WHAT IS EXPECTED: For each line in the material below that holds "PathBuf", copy that line.

MATERIAL SHOWN:

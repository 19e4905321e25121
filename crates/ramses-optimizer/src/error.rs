//! Error types for the weight optimizer.

use ramses_knowledge::QosKind;
use thiserror::Error;

/// Result type alias for optimizer operations.
pub type OptimizerResult<T> = Result<T, OptimizerError>;

/// Errors raised while building a weight optimization problem.
///
/// A solver that finds no usable solution is not an error: the optimizer
/// returns `Ok(None)` and the caller skips the service.
#[derive(Debug, Error)]
pub enum OptimizerError {
    #[error("no current {kind} value for {subject}")]
    MissingMetric { subject: String, kind: QosKind },

    #[error("invalid {kind} value {value} for {subject}")]
    InvalidMetric {
        subject: String,
        kind: QosKind,
        value: f64,
    },

    #[error("service {0} has no instances")]
    NoInstances(String),

    #[error("service {service_id} has {weights} load balancer weights for {instances} instances")]
    WeightsMismatch {
        service_id: String,
        weights: usize,
        instances: usize,
    },
}

impl OptimizerError {
    /// Invariant violations abort the planning iteration; everything else
    /// only disqualifies the service being optimized.
    pub fn is_fatal(&self) -> bool {
        matches!(self, OptimizerError::WeightsMismatch { .. })
    }
}
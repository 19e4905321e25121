//! Evaluator configuration, the `[evaluation]` table of the plan config.

use std::path::PathBuf;
use std::sync::Arc;
use std::time::Duration;

use serde::{Deserialize, Serialize};

use crate::evaluator::{MarkovRewardEvaluator, PrismEvaluator, RewardEvaluator};
use crate::topology::{OrderingFlowTopology, TopologyConfig};

/// Which reward evaluator scores candidates.
#[derive(Debug, Clone, Copy, PartialEq, Eq, Default, Serialize, Deserialize)]
#[serde(rename_all = "snake_case")]
pub enum EvaluatorBackend {
    #[default]
    Markov,
    Prism,
}

#[derive(Debug, Clone, PartialEq, Serialize, Deserialize)]
#[serde(default)]
pub struct EvaluationConfig {
    pub backend: EvaluatorBackend,
    /// Per-candidate evaluation timeout.
    pub timeout_secs: u64,
    pub prism_binary: PathBuf,
    /// Normalisation bound for average response times, in milliseconds.
    pub response_time_max_ms: f64,
    /// Normalisation bound for vulnerability scores.
    pub vulnerability_max: f64,
}

impl Default for EvaluationConfig {
    fn default() -> Self {
        Self {
            backend: EvaluatorBackend::Markov,
            timeout_secs: 10,
            prism_binary: PathBuf::from("./prism/bin/prism"),
            response_time_max_ms: 1000.0,
            vulnerability_max: 100.0,
        }
    }
}

impl EvaluationConfig {
    pub fn timeout(&self) -> Duration {
        Duration::from_secs(self.timeout_secs)
    }

    /// Build the configured evaluator over the given request-flow roles.
    pub fn build(&self, roles: TopologyConfig) -> Arc<dyn RewardEvaluator> {
        let topology =
            OrderingFlowTopology::new(roles, self.response_time_max_ms, self.vulnerability_max);
        match self.backend {
            EvaluatorBackend::Markov => Arc::new(MarkovRewardEvaluator::new(topology)),
            EvaluatorBackend::Prism => Arc::new(PrismEvaluator::new(topology, self.prism_binary.clone())),
        }
    }
}

#[cfg(test)]
mod tests {
    use super::*;

    #[test]
    fn defaults_use_the_markov_backend() {
        let config = EvaluationConfig::default();
        assert_eq!(config.timeout(), Duration::from_secs(10));
        assert_eq!(config.build(TopologyConfig::default()).name(), "markov");
    }

    #[test]
    fn prism_backend_is_selectable() {
        let config = EvaluationConfig {
            backend: EvaluatorBackend::Prism,
            ..EvaluationConfig::default()
        };
        assert_eq!(config.build(TopologyConfig::default()).name(), "prism");
    }
}
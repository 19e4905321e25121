//! System snapshots: per-service QoS values of a real or hypothetical
//! system state.
//!
//! The baseline snapshot reads every service's current values. A
//! projected snapshot is the baseline with one adaptation option applied
//! to its service:
//!
//! | option                      | availability / response time             | vulnerability        |
//! |-----------------------------|------------------------------------------|----------------------|
//! | ChangeImplementation        | benchmark of the new implementation      | its vulnerability    |
//! | AddInstance                 | mean over instances + one at benchmark   | unchanged            |
//! | ShutdownInstance            | mean over instances except the target    | unchanged            |
//! | ChangeLoadBalancerWeights   | weight-averaged instance values          | unchanged            |

use std::collections::BTreeMap;

use ramses_knowledge::{AdaptationOption, OptionKind, QosKind, Service, ServiceId};
use serde::Serialize;

use crate::error::{EvalError, EvalResult};

/// Importance of each QoS kind in the visit cost.
#[derive(Debug, Clone, Copy, PartialEq, Default, Serialize)]
pub struct QosWeights {
    pub availability: f64,
    pub average_response_time: f64,
    pub vulnerability: f64,
}

impl QosWeights {
    /// Weights configured on the services. The weights are shared across
    /// services, so each kind takes the first configured value in service
    /// id order; unconfigured kinds weigh nothing.
    pub fn from_services(services: &BTreeMap<ServiceId, Service>) -> Self {
        let weight = |kind: QosKind| {
            services
                .values()
                .find_map(|s| s.qos_specifications.get(&kind))
                .map(|spec| spec.weight)
                .unwrap_or(0.0)
        };
        Self {
            availability: weight(QosKind::Availability),
            average_response_time: weight(QosKind::AverageResponseTime),
            vulnerability: weight(QosKind::Vulnerability),
        }
    }
}

/// QoS values of every service in one system state.
#[derive(Debug, Clone, PartialEq, Serialize)]
pub struct SystemSnapshot {
    pub services: BTreeMap<ServiceId, BTreeMap<QosKind, f64>>,
    pub weights: QosWeights,
}

impl SystemSnapshot {
    /// The system as it currently is.
    pub fn baseline(services: &BTreeMap<ServiceId, Service>) -> Self {
        let values = services
            .iter()
            .map(|(id, service)| {
                let values = QosKind::ALL
                    .iter()
                    .filter_map(|kind| service.current_value(*kind).map(|v| (*kind, v)))
                    .collect();
                (id.clone(), values)
            })
            .collect();
        Self {
            services: values,
            weights: QosWeights::from_services(services),
        }
    }

    /// The system after applying `option`.
    pub fn project(
        services: &BTreeMap<ServiceId, Service>,
        option: &AdaptationOption,
    ) -> EvalResult<Self> {
        let service = services
            .get(&option.service_id)
            .ok_or_else(|| EvalError::UnknownService(option.service_id.clone()))?;
        if !option.is_resolved() {
            return Err(EvalError::UnresolvedOption {
                service_id: option.service_id.clone(),
                option: option.kind.name(),
            });
        }

        // Only the kinds the baseline knows for this service are projected,
        // so both snapshots describe the same QoS kinds.
        let mut snapshot = Self::baseline(services);
        let kinds: Vec<QosKind> = snapshot
            .services
            .get(&option.service_id)
            .map(|values| values.keys().copied().collect())
            .unwrap_or_default();
        let projected = kinds
            .into_iter()
            .map(|kind| project_value(service, option, kind).map(|v| (kind, v)))
            .collect::<EvalResult<BTreeMap<_, _>>>()?;
        snapshot.services.insert(option.service_id.clone(), projected);
        Ok(snapshot)
    }

    pub fn value(&self, service_id: &str, kind: QosKind) -> EvalResult<f64> {
        self.services
            .get(service_id)
            .ok_or_else(|| EvalError::UnknownService(service_id.to_string()))?
            .get(&kind)
            .copied()
            .ok_or_else(|| EvalError::MissingValue {
                service_id: service_id.to_string(),
                kind,
            })
    }
}

fn project_value(service: &Service, option: &AdaptationOption, kind: QosKind) -> EvalResult<f64> {
    let service_id = &service.service_id;
    let missing = || EvalError::MissingValue {
        service_id: service_id.clone(),
        kind,
    };

    if let OptionKind::ChangeImplementation {
        new_implementation_id: Some(new_id),
        ..
    } = &option.kind
    {
        let implementation = service.implementation(new_id).ok_or_else(|| EvalError::Projection {
            service_id: service_id.clone(),
            reason: format!("unknown implementation {new_id}"),
        })?;
        return implementation.benchmark(kind).ok_or_else(missing);
    }

    if kind == QosKind::Vulnerability {
        return Ok(service.current_vulnerability_score());
    }

    let instance_value = |instance_id: &str| -> EvalResult<f64> {
        service
            .instance(instance_id)
            .and_then(|i| i.current_value(kind))
            .ok_or_else(|| EvalError::Projection {
                service_id: service_id.clone(),
                reason: format!("instance {instance_id} has no {kind} value"),
            })
    };

    match &option.kind {
        OptionKind::AddInstance { .. } => {
            let benchmark = service.current_implementation().benchmark(kind).ok_or_else(missing)?;
            let mut total = benchmark;
            for instance in service.instances() {
                total += instance_value(&instance.instance_id)?;
            }
            Ok(total / (service.instance_count() + 1) as f64)
        }
        OptionKind::ShutdownInstance {
            instance_to_shutdown,
            ..
        } => {
            if service.instance(instance_to_shutdown).is_none() {
                return Err(EvalError::Projection {
                    service_id: service_id.clone(),
                    reason: format!("unknown instance {instance_to_shutdown}"),
                });
            }
            let remaining: Vec<&str> = service
                .instances()
                .map(|i| i.instance_id.as_str())
                .filter(|id| *id != instance_to_shutdown.as_str())
                .collect();
            if remaining.is_empty() {
                return Err(EvalError::Projection {
                    service_id: service_id.clone(),
                    reason: "shutting down the last instance".to_string(),
                });
            }
            let mut total = 0.0;
            for id in &remaining {
                total += instance_value(id)?;
            }
            Ok(total / remaining.len() as f64)
        }
        OptionKind::ChangeLoadBalancerWeights {
            new_weights: Some(weights),
            ..
        } => {
            let mass: f64 = weights.values().sum();
            if mass <= 0.0 {
                return Err(EvalError::Projection {
                    service_id: service_id.clone(),
                    reason: "no weight left on any instance".to_string(),
                });
            }
            let mut total = 0.0;
            for (id, w) in weights {
                total += w * instance_value(id)?;
            }
            Ok(total / mass)
        }
        // Unresolved options were rejected in `project`; a resolved
        // ChangeImplementation returned above.
        _ => Err(EvalError::UnresolvedOption {
            service_id: service_id.clone(),
            option: option.kind.name(),
        }),
    }
}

ANSWER SECTION:
use std::path::PathBuf;
    pub prism_binary: PathBuf,
            prism_binary: PathBuf::from("./prism/bin/prism"),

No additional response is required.